:: Activity ::
Please copy out the records that follow, word for word.

Saved data entries:
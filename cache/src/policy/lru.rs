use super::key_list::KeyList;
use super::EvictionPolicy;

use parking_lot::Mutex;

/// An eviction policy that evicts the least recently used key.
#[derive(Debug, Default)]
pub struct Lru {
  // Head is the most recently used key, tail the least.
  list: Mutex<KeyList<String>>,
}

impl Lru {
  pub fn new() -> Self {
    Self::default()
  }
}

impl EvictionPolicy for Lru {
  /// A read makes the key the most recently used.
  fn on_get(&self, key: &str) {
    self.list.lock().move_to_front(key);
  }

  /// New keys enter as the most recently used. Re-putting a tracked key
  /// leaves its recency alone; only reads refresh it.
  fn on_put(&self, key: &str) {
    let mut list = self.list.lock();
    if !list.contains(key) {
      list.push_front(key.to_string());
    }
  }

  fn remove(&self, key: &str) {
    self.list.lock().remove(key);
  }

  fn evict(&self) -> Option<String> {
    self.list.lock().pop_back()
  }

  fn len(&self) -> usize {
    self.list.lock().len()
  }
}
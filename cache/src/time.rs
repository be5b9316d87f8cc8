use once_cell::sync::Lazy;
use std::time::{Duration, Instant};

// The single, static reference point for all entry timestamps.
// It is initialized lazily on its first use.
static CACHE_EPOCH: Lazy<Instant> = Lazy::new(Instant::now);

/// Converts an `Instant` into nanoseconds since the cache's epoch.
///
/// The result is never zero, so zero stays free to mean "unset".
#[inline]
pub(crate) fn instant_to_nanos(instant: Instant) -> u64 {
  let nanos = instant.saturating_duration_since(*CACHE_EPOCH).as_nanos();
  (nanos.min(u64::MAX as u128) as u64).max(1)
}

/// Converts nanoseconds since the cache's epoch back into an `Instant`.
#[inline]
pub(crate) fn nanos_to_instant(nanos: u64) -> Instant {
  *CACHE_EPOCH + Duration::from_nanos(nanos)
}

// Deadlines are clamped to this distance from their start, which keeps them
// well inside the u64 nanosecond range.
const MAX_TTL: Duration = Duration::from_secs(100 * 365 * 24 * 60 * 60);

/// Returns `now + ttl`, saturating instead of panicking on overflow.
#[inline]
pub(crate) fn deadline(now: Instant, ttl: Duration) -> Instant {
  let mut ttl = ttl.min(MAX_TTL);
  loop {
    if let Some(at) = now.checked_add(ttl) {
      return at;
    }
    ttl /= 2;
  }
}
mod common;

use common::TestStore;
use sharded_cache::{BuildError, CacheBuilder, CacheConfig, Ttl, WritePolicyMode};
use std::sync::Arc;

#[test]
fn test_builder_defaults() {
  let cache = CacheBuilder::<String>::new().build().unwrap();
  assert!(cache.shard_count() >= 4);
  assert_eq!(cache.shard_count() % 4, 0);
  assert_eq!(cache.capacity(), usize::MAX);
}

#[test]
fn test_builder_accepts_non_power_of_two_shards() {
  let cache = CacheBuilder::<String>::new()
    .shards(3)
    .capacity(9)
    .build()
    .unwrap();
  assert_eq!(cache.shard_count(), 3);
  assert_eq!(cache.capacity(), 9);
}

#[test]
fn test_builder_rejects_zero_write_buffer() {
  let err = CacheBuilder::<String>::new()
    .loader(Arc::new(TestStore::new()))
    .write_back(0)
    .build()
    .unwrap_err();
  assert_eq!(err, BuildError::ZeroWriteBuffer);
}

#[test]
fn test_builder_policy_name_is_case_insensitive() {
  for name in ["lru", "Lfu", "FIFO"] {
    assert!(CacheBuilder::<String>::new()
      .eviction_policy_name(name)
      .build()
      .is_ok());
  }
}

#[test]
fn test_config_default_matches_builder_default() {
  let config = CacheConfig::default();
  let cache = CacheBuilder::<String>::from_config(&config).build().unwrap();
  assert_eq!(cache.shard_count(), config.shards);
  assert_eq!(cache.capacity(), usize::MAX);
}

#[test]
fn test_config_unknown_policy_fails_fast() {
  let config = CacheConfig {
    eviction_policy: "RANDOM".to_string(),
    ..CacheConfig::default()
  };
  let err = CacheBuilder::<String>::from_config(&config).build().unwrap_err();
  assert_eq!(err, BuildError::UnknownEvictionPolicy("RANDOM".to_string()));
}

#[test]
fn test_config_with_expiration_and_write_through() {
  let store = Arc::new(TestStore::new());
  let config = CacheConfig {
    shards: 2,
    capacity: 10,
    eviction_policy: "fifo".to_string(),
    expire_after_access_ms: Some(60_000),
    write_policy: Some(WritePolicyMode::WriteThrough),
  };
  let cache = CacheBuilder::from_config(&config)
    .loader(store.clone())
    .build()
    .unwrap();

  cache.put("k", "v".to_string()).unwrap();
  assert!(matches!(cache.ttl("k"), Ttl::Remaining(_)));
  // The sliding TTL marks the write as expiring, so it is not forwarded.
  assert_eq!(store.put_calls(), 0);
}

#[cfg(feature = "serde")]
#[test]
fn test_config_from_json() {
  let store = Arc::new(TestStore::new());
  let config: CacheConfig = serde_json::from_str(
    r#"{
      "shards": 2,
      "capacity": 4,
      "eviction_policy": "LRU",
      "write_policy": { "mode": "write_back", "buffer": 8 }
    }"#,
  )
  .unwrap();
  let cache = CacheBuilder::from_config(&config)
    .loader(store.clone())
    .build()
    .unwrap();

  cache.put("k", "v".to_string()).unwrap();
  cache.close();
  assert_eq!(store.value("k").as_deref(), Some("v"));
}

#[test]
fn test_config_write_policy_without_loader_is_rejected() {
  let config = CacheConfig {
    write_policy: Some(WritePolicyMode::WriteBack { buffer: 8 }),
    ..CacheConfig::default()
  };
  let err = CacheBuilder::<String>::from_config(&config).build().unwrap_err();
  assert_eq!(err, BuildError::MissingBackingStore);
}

:: Task result ::
filename cache/src/policy/lru.rs
use super::key_list::KeyList;
use super::EvictionPolicy;

use parking_lot::Mutex;

/// An eviction policy that evicts the least recently used key.
#[derive(Debug, Default)]
pub struct Lru {
  // Head is the most recently used key, tail the least.
  list: Mutex<KeyList<String>>,
}

impl Lru {
  pub fn new() -> Self {
    Self::default()
  }
}

impl EvictionPolicy for Lru {
  /// A read makes the key the most recently used.
  fn on_get(&self, key: &str) {
    self.list.lock().move_to_front(key);
  }

  /// New keys enter as the most recently used. Re-putting a tracked key
  /// leaves its recency alone; only reads refresh it.
  fn on_put(&self, key: &str) {
    let mut list = self.list.lock();
    if !list.contains(key) {
      list.push_front(key.to_string());
    }
  }

  fn remove(&self, key: &str) {
    self.list.lock().remove(key);
  }

  fn evict(&self) -> Option<String> {
    self.list.lock().pop_back()
  }

  fn len(&self) -> usize {
    self.list.lock().len()
  }
}
filename cache/src/time.rs
repository be5b9316d87f8cc8
use once_cell::sync::Lazy;
use std::time::{Duration, Instant};

// The single, static reference point for all entry timestamps.
// It is initialized lazily on its first use.
static CACHE_EPOCH: Lazy<Instant> = Lazy::new(Instant::now);

/// Converts an `Instant` into nanoseconds since the cache's epoch.
///
/// The result is never zero, so zero stays free to mean "unset".
#[inline]
pub(crate) fn instant_to_nanos(instant: Instant) -> u64 {
  let nanos = instant.saturating_duration_since(*CACHE_EPOCH).as_nanos();
  (nanos.min(u64::MAX as u128) as u64).max(1)
}

/// Converts nanoseconds since the cache's epoch back into an `Instant`.
#[inline]
pub(crate) fn nanos_to_instant(nanos: u64) -> Instant {
  *CACHE_EPOCH + Duration::from_nanos(nanos)
}

// Deadlines are clamped to this distance from their start, which keeps them
// well inside the u64 nanosecond range.
const MAX_TTL: Duration = Duration::from_secs(100 * 365 * 24 * 60 * 60);

/// Returns `now + ttl`, saturating instead of panicking on overflow.
#[inline]
pub(crate) fn deadline(now: Instant, ttl: Duration) -> Instant {
  let mut ttl = ttl.min(MAX_TTL);
  loop {
    if let Some(at) = now.checked_add(ttl) {
      return at;
    }
    ttl /= 2;
  }
}
mod common;

use common::TestStore;
use sharded_cache::{BuildError, CacheBuilder, CacheConfig, Ttl, WritePolicyMode};
use std::sync::Arc;

#[test]
fn test_builder_defaults() {
  let cache = CacheBuilder::<String>::new().build().unwrap();
  assert!(cache.shard_count() >= 4);
  assert_eq!(cache.shard_count() % 4, 0);
  assert_eq!(cache.capacity(), usize::MAX);
}

#[test]
fn test_builder_accepts_non_power_of_two_shards() {
  let cache = CacheBuilder::<String>::new()
    .shards(3)
    .capacity(9)
    .build()
    .unwrap();
  assert_eq!(cache.shard_count(), 3);
  assert_eq!(cache.capacity(), 9);
}

#[test]
fn test_builder_rejects_zero_write_buffer() {
  let err = CacheBuilder::<String>::new()
    .loader(Arc::new(TestStore::new()))
    .write_back(0)
    .build()
    .unwrap_err();
  assert_eq!(err, BuildError::ZeroWriteBuffer);
}

#[test]
fn test_builder_policy_name_is_case_insensitive() {
  for name in ["lru", "Lfu", "FIFO"] {
    assert!(CacheBuilder::<String>::new()
      .eviction_policy_name(name)
      .build()
      .is_ok());
  }
}

#[test]
fn test_config_default_matches_builder_default() {
  let config = CacheConfig::default();
  let cache = CacheBuilder::<String>::from_config(&config).build().unwrap();
  assert_eq!(cache.shard_count(), config.shards);
  assert_eq!(cache.capacity(), usize::MAX);
}

#[test]
fn test_config_unknown_policy_fails_fast() {
  let config = CacheConfig {
    eviction_policy: "RANDOM".to_string(),
    ..CacheConfig::default()
  };
  let err = CacheBuilder::<String>::from_config(&config).build().unwrap_err();
  assert_eq!(err, BuildError::UnknownEvictionPolicy("RANDOM".to_string()));
}

#[test]
fn test_config_with_expiration_and_write_through() {
  let store = Arc::new(TestStore::new());
  let config = CacheConfig {
    shards: 2,
    capacity: 10,
    eviction_policy: "fifo".to_string(),
    expire_after_access_ms: Some(60_000),
    write_policy: Some(WritePolicyMode::WriteThrough),
  };
  let cache = CacheBuilder::from_config(&config)
    .loader(store.clone())
    .build()
    .unwrap();

  cache.put("k", "v".to_string()).unwrap();
  assert!(matches!(cache.ttl("k"), Ttl::Remaining(_)));
  // The sliding TTL marks the write as expiring, so it is not forwarded.
  assert_eq!(store.put_calls(), 0);
}

#[cfg(feature = "serde")]
#[test]
fn test_config_from_json() {
  let store = Arc::new(TestStore::new());
  let config: CacheConfig = serde_json::from_str(
    r#"{
      "shards": 2,
      "capacity": 4,
      "eviction_policy": "LRU",
      "write_policy": { "mode": "write_back", "buffer": 8 }
    }"#,
  )
  .unwrap();
  let cache = CacheBuilder::from_config(&config)
    .loader(store.clone())
    .build()
    .unwrap();

  cache.put("k", "v".to_string()).unwrap();
  cache.close();
  assert_eq!(store.value("k").as_deref(), Some("v"));
}

#[test]
fn test_config_write_policy_without_loader_is_rejected() {
  let config = CacheConfig {
    write_policy: Some(WritePolicyMode::WriteBack { buffer: 8 }),
    ..CacheConfig::default()
  };
  let err = CacheBuilder::<String>::from_config(&config).build().unwrap_err();
  assert_eq!(err, BuildError::MissingBackingStore);
}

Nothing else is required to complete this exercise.